Todo empezó un 11 de Septiembre, el del 2012. Hasta entonces las manifestaciones de la Diada de Catalunya no eran, precisamente, un clamor por el derecho a decidir. Por la mañana las fuerzas políticas y sociales iban a los pies de la estatua de Rafael de Casanova, depositaban unos ramos de flores, hacían algún discurso reivindicativo, y a comer con la familia, mientras que las fuerzas independentistas de siempre aprovechaban la tarde para reunirse en el Fossar de les Moreres y recorrer algunas calles del centro acompañadas por los antidisturbios de los Mossos que velaban para que las aguas independentistas no se salieran de madre.
Hasta entonces los que en Madrid movían el cotarro miraban todo esto con cierta tranquilidad. Durante más de veinte años los gobiernos de Pujol garantizaban que las reclamaciones de Cataluña no irán más allá de la frontera del autonomismo. Las relaciones entre el inquilino del Palau de la Generalitat y los sucesivos inquilinos de Moncloa eran perfectas e, incluso, el ABC publicaba una portada anunciando la concesión a Jordi Pujol del título de "español del año".
Pero un buen día Maragall, Presidente de la Generalitat, tuvo la ocurrencia de modificar el Estatut de Catalunya y el pueblo catalán en referéndum lo aprobó, lo mismo que hizo el Parlament catalán, pero el PP y el entonces Defensor del Pueblo, Enrique Múgica, dirigente del PSOE, recurrieron aquel Estatut, y años después, en el 2010, el TC rebajó las demandas y expectativas de los catalanes, que ese verano salieron, multitudinariamente, a la calle para protestar contra aquella sentencia que hizo que Alfonso Guerra dijera, ufano, "les hemos cepillado el Estatuto". Aquella sentencia fue la mecha que despertó en cientos de miles de catalanes una fuerte conciencia de pueblo, que iba mucho más allá del “café para todos” instaurado por Adolfo Suárez y el régimen del 78.

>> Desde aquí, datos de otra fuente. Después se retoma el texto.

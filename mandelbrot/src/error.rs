use thiserror::Error;

/// Rejected configuration. Raised once when a `RenderConfig` is built,
/// never from inside a render.
#[derive(Debug, Clone, Error, PartialEq, Eq)]
pub enum ConfigError {
    #[error("width must be greater than zero")]
    ZeroWidth,
    #[error("height must be greater than zero")]
    ZeroHeight,
    #[error("zoom must be non-zero")]
    ZeroZoom,
    #[error("iteration limit must be greater than zero")]
    ZeroMaxIter,
    #[error("block size must be greater than zero")]
    ZeroBlockSize,
    #[error("{width}x{height} pixels do not fit a 32-bit pixel index")]
    TooManyPixels { width: u32, height: u32 },
    #[error("palette has {len} colours, at least {min} are required")]
    PaletteTooShort { len: usize, min: usize },
    #[error("invalid palette entry {0:?}, expected a byte in decimal or 0x hex")]
    InvalidPaletteEntry(String),
}

#[derive(Debug, Error)]
pub enum RenderError {
    #[error("out of memory allocating the buffer for {pixels} pixels")]
    OutOfMemory { pixels: u64 },
    #[error("failed to build the worker pool")]
    ThreadPool(#[from] rayon::ThreadPoolBuildError),
    #[cfg(feature = "gpu")]
    #[error("no compatible GPU adapter found")]
    NoAdapter,
    #[cfg(feature = "gpu")]
    #[error("failed to open the GPU device")]
    Device(#[from] wgpu::RequestDeviceError),
    #[cfg(feature = "gpu")]
    #[error("failed to read results back from the GPU")]
    BufferMap(#[from] wgpu::BufferAsyncError),
}
use std::io::{self, BufWriter};

use anyhow::{Context, Result};
use clap::Parser;
use log::info;

use mandelbrot::cli::{Args, BackendKind};
use mandelbrot::present;
use mandelbrot::render::{Backend, CpuBackend, Renderer};

fn main() -> Result<()> {
    // Quiet unless asked: stdout carries the image.
    env_logger::Builder::from_env(env_logger::Env::default().default_filter_or("warn"))
        .format_timestamp_micros()
        .init();

    let args = Args::parse();
    let config = args.to_config().context("invalid render configuration")?;

    let mut renderer = Renderer::new(backend(&args)?);
    info!(
        "{}x{} frame, max_iter={}, backend={}",
        config.width(),
        config.height(),
        config.max_iter(),
        renderer.backend_name()
    );

    let frame = renderer.render(&config).context("render failed")?;

    let stdout = io::stdout();
    let mut out = BufWriter::new(stdout.lock());
    present::write_frame(&mut out, frame, config.palette(), config.max_iter())
        .context("failed to write frame to stdout")?;

    Ok(())
}

fn backend(args: &Args) -> Result<Box<dyn Backend>> {
    match args.backend {
        BackendKind::Cpu => Ok(Box::new(
            CpuBackend::new(args.threads).context("failed to start cpu workers")?,
        )),
        #[cfg(feature = "gpu")]
        BackendKind::Gpu => Ok(Box::new(
            mandelbrot::render::GpuBackend::new().context("failed to initialise the gpu")?,
        )),
        #[cfg(not(feature = "gpu"))]
        BackendKind::Gpu => anyhow::bail!("this build has no gpu backend, rebuild with `--features gpu`"),
    }
}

El 11 de Septiembre de 2012 más de millón y medio de personas de todo tipo y condición llenaron las calles de Barcelona para reivindicar sus derechos nacionales. Esto hizo nacer el espanto en algunos despachos de Madrid, el patriotismo de muchos estaba en peligro. Como dijo Lesmes, Presidente del CGPJ en 2017 “La unidad de España es un mandato directo para los jueces”, y parece que también para muchos políticos, fuerzas del orden, y para el mismo Felipe VI. Al día siguiente de aquel 11 de Septiembre desde el despacho de Fernández Díaz, ministro del Interior por aquellas calendas, se inicia la que después se conoce como “Operación Catalunya”. Ahora, gracias a las agendas del excomisario Villarejo sabemos que los más importantes cargos de Interior y de la policía, con la complicidad de políticos del PP como Cospedal, Moragas y Alicia Sánchez Camacho, periodistas y jueces, crearon una organización para crear y expandir noticias falsas para desacreditar ante la opinión pública a políticos y miembros de la sociedad catalana.
El nombre de Villarejo, asociado a altos cargos de Interior y de la policía, aparece siempre en todo ese “aroma de alcantarilla” que rodea la política española en referencia a Cataluña, y, pagando con el dinero de una parte de nuestros impuestos, ese “fondo de reptiles” que todo Ministerio de Interior tiene a su disposición, compró, sin tener que dar explicaciones, a quienes dan crédito y publican las fake news que facilitaban desde las cloacas estatales.
Villarejo, un policía corrupto, es tan sólo un eslabón más de todo un aparato del Deep State, porque en esta guerra sucia hay más participantes que han colaborado activa o pasivamente: jueces, exclusivas de algunos medios de comunicación, una sociedad civil que gritaba “a por ellos” a las puertas de los cuarteles, y más de un partido político. Hace unos días en Estrasburgo PP, PSOE, VOX y C's se unieron para intentar desacreditar el informe del Catalangate que ha escandalizado al Parlamento Europeo. Villarejo puede dormir tranquilo, tiene el viento a su favor.